The administration’s characteristically bullying tactics stepped directly on the third rail of First Amendment doctrine. The Supreme Court, as well as the D.C. Court of Appeals that stands above Judge McFadden, have spelled out the governing principle in categorical terms. With narrow exceptions not present here, it is unconstitutional to penalize news organizations based on the content of their publications. The government can’t discriminate based on media organizations’ content, period, full stop.

To frame it in lawyers’ terms, the White House would need a compelling interest to strip the AP of its press pool privileges, and disagreement with the AP’s decision to adhere to “Gulf of Mexico”—i.e., disagreement with a content decision—as a matter of law cannot be a compelling interest. Even though the AP didn’t secure an injunction, the White House is going to lose this case.

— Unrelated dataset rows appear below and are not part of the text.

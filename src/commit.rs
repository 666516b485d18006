//! Selection of a repository's current snapshot from its event stream.

use std::fmt;

use tracing::debug;
use url::Url;

use crate::{
    error::{ResolveError, Result},
    event::Event,
    identity::RepositoryRef,
    path::RepoPath,
    transport::{PARTICIPANT_TAG, REPOSITORY_TAG},
};

/// Content-addressing schemes a snapshot URI may use.
#[derive(Debug, Clone, Copy, PartialEq, Eq, Hash)]
pub enum Scheme {
    Ipfs,
}

impl Scheme {
    fn from_name(name: &str) -> Option<Self> {
        match name {
            "ipfs" => Some(Scheme::Ipfs),
            _ => None,
        }
    }

    pub fn name(&self) -> &'static str {
        match self {
            Scheme::Ipfs => "ipfs",
        }
    }
}

/// A resolved `(root hash, path)` pair in the content store.
#[derive(Debug, Clone, PartialEq, Eq, Hash)]
pub struct Locator {
    pub scheme: Scheme,
    pub root_hash: String,
    /// Snapshot sub-path followed by the logical path; empty or `/`-prefixed.
    pub path: String,
}

impl Locator {
    /// Path handed to the content store, e.g. `Qm123/README.md`.
    pub fn store_path(&self) -> String {
        format!("{}{}", self.root_hash, self.path)
    }

    /// Locator of the child entry `name` below this one.
    pub fn child(&self, name: &str) -> Self {
        let mut path = self.path.clone();
        if !path.ends_with('/') {
            path.push('/');
        }
        path.push_str(name.trim_start_matches('/'));
        Locator {
            path,
            ..self.clone()
        }
    }
}

impl fmt::Display for Locator {
    fn fmt(&self, f: &mut fmt::Formatter<'_>) -> fmt::Result {
        write!(f, "{}://{}", self.scheme.name(), self.store_path())
    }
}

/// The event chosen as a repository's current snapshot pointer.
#[derive(Debug, Clone, PartialEq, Eq)]
pub struct Commit {
    pub event: Event,
    scheme: Scheme,
    root_hash: String,
    base: String,
}

impl Commit {
    /// Interpret `event` as a snapshot pointer.
    pub fn from_event(event: Event) -> Result<Self> {
        let (scheme, root_hash, base) = parse_snapshot_uri(&event.content)?;
        Ok(Self {
            event,
            scheme,
            root_hash,
            base,
        })
    }

    pub fn root_hash(&self) -> &str {
        &self.root_hash
    }

    /// Locator for a logical path inside this snapshot.
    pub fn locate(&self, path: &RepoPath) -> Locator {
        Locator {
            scheme: self.scheme,
            root_hash: self.root_hash.clone(),
            path: format!("{}{}", self.base, path.as_str()),
        }
    }
}

/// Split `scheme://<root>[/sub]` into its scheme, root hash and sub-path.
///
/// The sub-path is returned without a trailing slash so logical paths
/// (which always start with `/`) can be appended directly.
fn parse_snapshot_uri(content: &str) -> Result<(Scheme, String, String)> {
    let content = content.trim();
    // URL parsing silently drops tabs and newlines; such content is not a pointer.
    if content.contains(['\t', '\n', '\r']) {
        return Err(ResolveError::UnsupportedScheme(format!(
            "control characters in URI: {content:?}"
        )));
    }
    let url = Url::parse(content)
        .map_err(|_| ResolveError::UnsupportedScheme(format!("not a URI: {content}")))?;
    let scheme = Scheme::from_name(url.scheme())
        .ok_or_else(|| ResolveError::UnsupportedScheme(format!("{}:", url.scheme())))?;

    // The host of a non-special URL is opaque, so the hash keeps its case.
    let rest = match url.host_str() {
        Some(host) => format!("{host}{}", url.path()),
        None => url.path().to_string(),
    };
    let rest = rest.trim_start_matches('/');
    let (root, sub) = rest.split_once('/').unwrap_or((rest, ""));
    if root.is_empty() {
        return Err(ResolveError::UnsupportedScheme(format!(
            "missing content hash: {content}"
        )));
    }
    let sub = sub.trim_matches('/');
    let base = if sub.is_empty() {
        String::new()
    } else {
        format!("/{sub}")
    };
    Ok((scheme, root.to_string(), base))
}

/// Pick the current snapshot of `repo` from `events`.
///
/// Candidates must be authored by the owner, tagged with the repository name,
/// carry no participant tag and point at a supported content scheme. The
/// newest candidate wins; equal timestamps fall back to the larger event id.
pub fn select_commit(repo: &RepositoryRef, events: &[Event]) -> Result<Commit> {
    let mut best: Option<Commit> = None;
    let mut candidates = 0usize;
    for ev in events {
        if ev.has_tag(PARTICIPANT_TAG) {
            continue;
        }
        if ev.pubkey != repo.owner.as_hex() || !ev.has_tag_value(REPOSITORY_TAG, &repo.name) {
            continue;
        }
        let commit = match Commit::from_event(ev.clone()) {
            Ok(commit) => commit,
            Err(e) => {
                debug!(id = %ev.id, error = %e, "skipping non-commit event");
                continue;
            }
        };
        candidates += 1;
        let newer = match &best {
            None => true,
            Some(cur) => {
                (commit.event.created_at, &commit.event.id) > (cur.event.created_at, &cur.event.id)
            }
        };
        if newer {
            best = Some(commit);
        }
    }
    let commit = best.ok_or(ResolveError::RepositoryNotFound)?;
    debug!(
        repo = %repo,
        candidates,
        total = events.len(),
        id = %commit.event.id,
        "selected commit"
    );
    Ok(commit)
}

I also think it’s likely that the crass treatment of the AP has materially harmed the White House’s chances to get away with the new general policy that Leavitt announced on Monday. That policy would arrogate to the White House the choices for all the members of the press pool, who rotate among them to ensure overall national coverage. As reported by The New York Times, the new policy “would allow President Trump and his aides to handpick which reporters and media personalities were granted the ability to ask him questions and observe his behavior at specific events.”

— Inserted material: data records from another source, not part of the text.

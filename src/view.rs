//! Latest-request-wins view state.
//!
//! Every resolution for a view slot takes a ticket carrying a per-slot
//! sequence number. A completion is applied only when its ticket is still the
//! newest one issued for the slot; older completions are dropped, so a slow
//! response for a previous path can never overwrite a newer one.

use std::{collections::HashMap, future::Future, hash::Hash};

use parking_lot::Mutex;
use tracing::debug;

use crate::error::{ResolveError, Result};

/// What a view slot currently shows.
#[derive(Debug, Clone, PartialEq)]
pub enum ViewState<T> {
    Loading,
    Ready(T),
    Failed(ResolveError),
}

/// Handle for one in-flight resolution.
#[derive(Debug, Clone, PartialEq, Eq)]
pub struct Ticket<K> {
    key: K,
    seq: u64,
}

impl<K> Ticket<K> {
    pub fn seq(&self) -> u64 {
        self.seq
    }
}

struct Slot<T> {
    latest: u64,
    /// `None` after invalidation until the next `begin`.
    state: Option<ViewState<T>>,
}

/// View slots keyed by `K`, each replaced atomically on completion.
pub struct Views<K, T> {
    slots: Mutex<HashMap<K, Slot<T>>>,
}

impl<K, T> Default for Views<K, T> {
    fn default() -> Self {
        Self {
            slots: Mutex::new(HashMap::new()),
        }
    }
}

impl<K, T> Views<K, T>
where
    K: Eq + Hash + Clone + std::fmt::Debug,
    T: Clone,
{
    pub fn new() -> Self {
        Self::default()
    }

    /// Start a resolution for `key`, superseding any in flight, and show
    /// `Loading` until it completes.
    pub fn begin(&self, key: K) -> Ticket<K> {
        let mut slots = self.slots.lock();
        let slot = slots.entry(key.clone()).or_insert(Slot {
            latest: 0,
            state: None,
        });
        slot.latest += 1;
        slot.state = Some(ViewState::Loading);
        Ticket {
            key,
            seq: slot.latest,
        }
    }

    /// Apply `result` if `ticket` is still current. Returns whether it was.
    pub fn complete(&self, ticket: Ticket<K>, result: Result<T>) -> bool {
        let mut slots = self.slots.lock();
        let Some(slot) = slots.get_mut(&ticket.key) else {
            return false;
        };
        if slot.latest != ticket.seq {
            debug!(key = ?ticket.key, seq = ticket.seq, latest = slot.latest, "dropping stale result");
            return false;
        }
        slot.state = Some(match result {
            Ok(value) => ViewState::Ready(value),
            Err(err) => ViewState::Failed(err),
        });
        true
    }

    /// Begin, await `fut`, and complete in one step.
    pub async fn run<F>(&self, key: K, fut: F) -> bool
    where
        F: Future<Output = Result<T>>,
    {
        let ticket = self.begin(key);
        let result = fut.await;
        self.complete(ticket, result)
    }

    pub fn get(&self, key: &K) -> Option<ViewState<T>> {
        self.slots.lock().get(key).and_then(|s| s.state.clone())
    }

    /// Clear what `key` shows; completions still in flight for it are dropped.
    ///
    /// The sequence counter survives, so tickets issued before and after the
    /// invalidation never share a number.
    pub fn invalidate(&self, key: &K) {
        if let Some(slot) = self.slots.lock().get_mut(key) {
            slot.latest += 1;
            slot.state = None;
        }
    }
}

#[cfg(test)]
mod tests {
    use super::*;
    use tokio::sync::oneshot;

    #[test]
    fn newer_ticket_wins_regardless_of_completion_order() {
        let views: Views<&str, &str> = Views::new();
        let a = views.begin("file");
        let b = views.begin("file");
        assert!(views.complete(b, Ok("/b")));
        assert!(!views.complete(a, Ok("/a")));
        assert_eq!(views.get(&"file"), Some(ViewState::Ready("/b")));
    }

    #[test]
    fn in_order_completion_still_ends_on_latest() {
        let views: Views<&str, &str> = Views::new();
        let a = views.begin("file");
        let b = views.begin("file");
        assert!(!views.complete(a, Ok("/a")));
        assert_eq!(views.get(&"file"), Some(ViewState::Loading));
        assert!(views.complete(b, Ok("/b")));
        assert_eq!(views.get(&"file"), Some(ViewState::Ready("/b")));
    }

    #[test]
    fn slots_are_independent() {
        let views: Views<&str, u32> = Views::new();
        let x = views.begin("x");
        let y = views.begin("y");
        assert!(views.complete(y, Err(ResolveError::RepositoryNotFound)));
        assert!(views.complete(x, Ok(1)));
        assert_eq!(views.get(&"x"), Some(ViewState::Ready(1)));
        assert_eq!(
            views.get(&"y"),
            Some(ViewState::Failed(ResolveError::RepositoryNotFound))
        );
    }

    #[test]
    fn invalidated_slot_ignores_late_results() {
        let views: Views<&str, u32> = Views::new();
        let t = views.begin("thread");
        views.invalidate(&"thread");
        assert!(!views.complete(t, Ok(3)));
        assert_eq!(views.get(&"thread"), None);
    }

    #[test]
    fn ticket_from_before_invalidation_loses_to_newer_one() {
        let views: Views<&str, &str> = Views::new();
        let stale = views.begin("thread");
        views.invalidate(&"thread");
        let fresh = views.begin("thread");
        assert_ne!(stale.seq(), fresh.seq());
        assert!(!views.complete(stale, Ok("old")));
        assert_eq!(views.get(&"thread"), Some(ViewState::Loading));
        assert!(views.complete(fresh, Ok("new")));
        assert_eq!(views.get(&"thread"), Some(ViewState::Ready("new")));
    }

    #[tokio::test]
    async fn concurrent_runs_settle_on_last_issued() {
        let views: Views<&str, &str> = Views::new();
        let (tx_a, rx_a) = oneshot::channel::<()>();
        let (tx_b, rx_b) = oneshot::channel::<()>();

        let run_a = views.run("file", async move {
            rx_a.await.ok();
            Ok("/a")
        });
        let run_b = async {
            // Let `/a` take its ticket first.
            tokio::task::yield_now().await;
            views
                .run("file", async move {
                    rx_b.await.ok();
                    Ok("/b")
                })
                .await
        };
        let release = async move {
            tokio::task::yield_now().await;
            tokio::task::yield_now().await;
            tx_b.send(()).ok();
            tokio::task::yield_now().await;
            tx_a.send(()).ok();
        };
        let (applied_a, applied_b, ()) = tokio::join!(run_a, run_b, release);
        assert!(!applied_a);
        assert!(applied_b);
        assert_eq!(views.get(&"file"), Some(ViewState::Ready("/b")));
    }
}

Leavitt noted that the new policy was to permit “new media” outlets to have a greater role in the pool. “We are going to give the power back to the people who read your papers, who watch your television shows, and who listen to your radio stations,” she crowed.

That populist justification might sound defensible, but here when it’s challenged in court, it will be against the backdrop of the AP shakedown. And it will fall to the White House to explain under a high burden of proof why the open-ended discretion won’t amount to content discrimination in practice. Looking at Trump’s track record with the AP, a court is likely to conclude that the policy is designed to reward outlets that curry favor with the president and parrot his views, while penalizing those who don’t.

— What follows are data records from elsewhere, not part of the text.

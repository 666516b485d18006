//! Repository-relative paths.

use std::fmt;

use serde::Serialize;

/// A logical path inside a repository snapshot. Always starts with `/`.
#[derive(Debug, Clone, PartialEq, Eq, Hash, PartialOrd, Ord, Serialize)]
pub struct RepoPath(String);

impl RepoPath {
    pub fn root() -> Self {
        RepoPath("/".into())
    }

    /// Prefix `raw` with `/` when it does not already start with one.
    pub fn new(raw: &str) -> Self {
        if raw.starts_with('/') {
            RepoPath(raw.to_string())
        } else {
            RepoPath(format!("/{raw}"))
        }
    }

    pub fn as_str(&self) -> &str {
        &self.0
    }

    pub fn is_root(&self) -> bool {
        self.segments().next().is_none()
    }

    /// Non-empty components between slashes.
    pub fn segments(&self) -> impl Iterator<Item = &str> {
        self.0.split('/').filter(|s| !s.is_empty())
    }

    /// Last component, if any.
    pub fn file_name(&self) -> Option<&str> {
        self.segments().last()
    }

    /// Child path for a directory entry `name`.
    pub fn join(&self, name: &str) -> Self {
        let name = name.trim_start_matches('/');
        if self.0.ends_with('/') {
            RepoPath(format!("{}{name}", self.0))
        } else {
            RepoPath(format!("{}/{name}", self.0))
        }
    }

    /// Navigation trail: `(label, link)` pairs starting with `(".", "/")`.
    ///
    /// `/src/lib` yields `[(".", "/"), ("src", "src"), ("lib", "src/lib")]`.
    pub fn breadcrumbs(&self) -> Vec<(String, String)> {
        let mut crumbs = vec![(".".to_string(), "/".to_string())];
        let mut link = String::new();
        for seg in self.segments() {
            if !link.is_empty() {
                link.push('/');
            }
            link.push_str(seg);
            crumbs.push((seg.to_string(), link.clone()));
        }
        crumbs
    }
}

impl Default for RepoPath {
    fn default() -> Self {
        Self::root()
    }
}

impl fmt::Display for RepoPath {
    fn fmt(&self, f: &mut fmt::Formatter<'_>) -> fmt::Result {
        f.write_str(&self.0)
    }
}

impl From<&str> for RepoPath {
    fn from(raw: &str) -> Self {
        RepoPath::new(raw)
    }
}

In other words, if you want to have access for your readers, you better play ball. That simply can’t fly, not without a revolution in First Amendment principles and doctrine.

Given the rock-solid First Amendment doctrine in play, McFadden’s refusal to order the White House to reinstate the AP’s access up front is hard to fathom. Stripping the Associated Press of its membership in the press pool imposed a real penalty, and one based on content, any way you look at it.

But overall, the country’s District Courts have performed commendably, rising to the challenge of pushing back against Trump’s outlandish power grabs. With the Republicans in Congress browbeaten and indolent, and at least many in the legacy media cowed by Trump’s thuggish tactics, we have to look to the courts to hold the line.

And they have, by and large. In just the last few days, trial-level federal courts have blocked Trump’s federal funding freeze, immigration raids at certain houses of worship, withdrawal of support for certain diversity, equity, and inclusion programs, and more.

Those heartening rulings have to stand up on appeal, including potentially to the U.S. Supreme Court, to effectively repulse Trump’s breathtaking self-aggrandizement. That doesn’t mean that we can look to the District Courts to always get it right. There will be judges who issue wacky rulings and others, far fewer fortunately, who will issue tendentious pro-Trump decisions.

The adjudication of the press pool exclusions will be a major test of the courts and not just district judges like Judge McFadden but the Courts of Appeals, where the issue will be decided. And if those courts, including the Supreme Court, fail to come through and issue lawless rulings upholding Trump’s tyrannical moves, our best hopes were already misplaced.

On the other hand, even if the courts remain the bulwark against executive overreach that the Framers designed them to be, we will still crash and burn as a constitutional democracy if Trump becomes the first president in our history to openly defy them. That means that it will be impossible to lower our guard so long as an inveterate tyrant remains in the White House.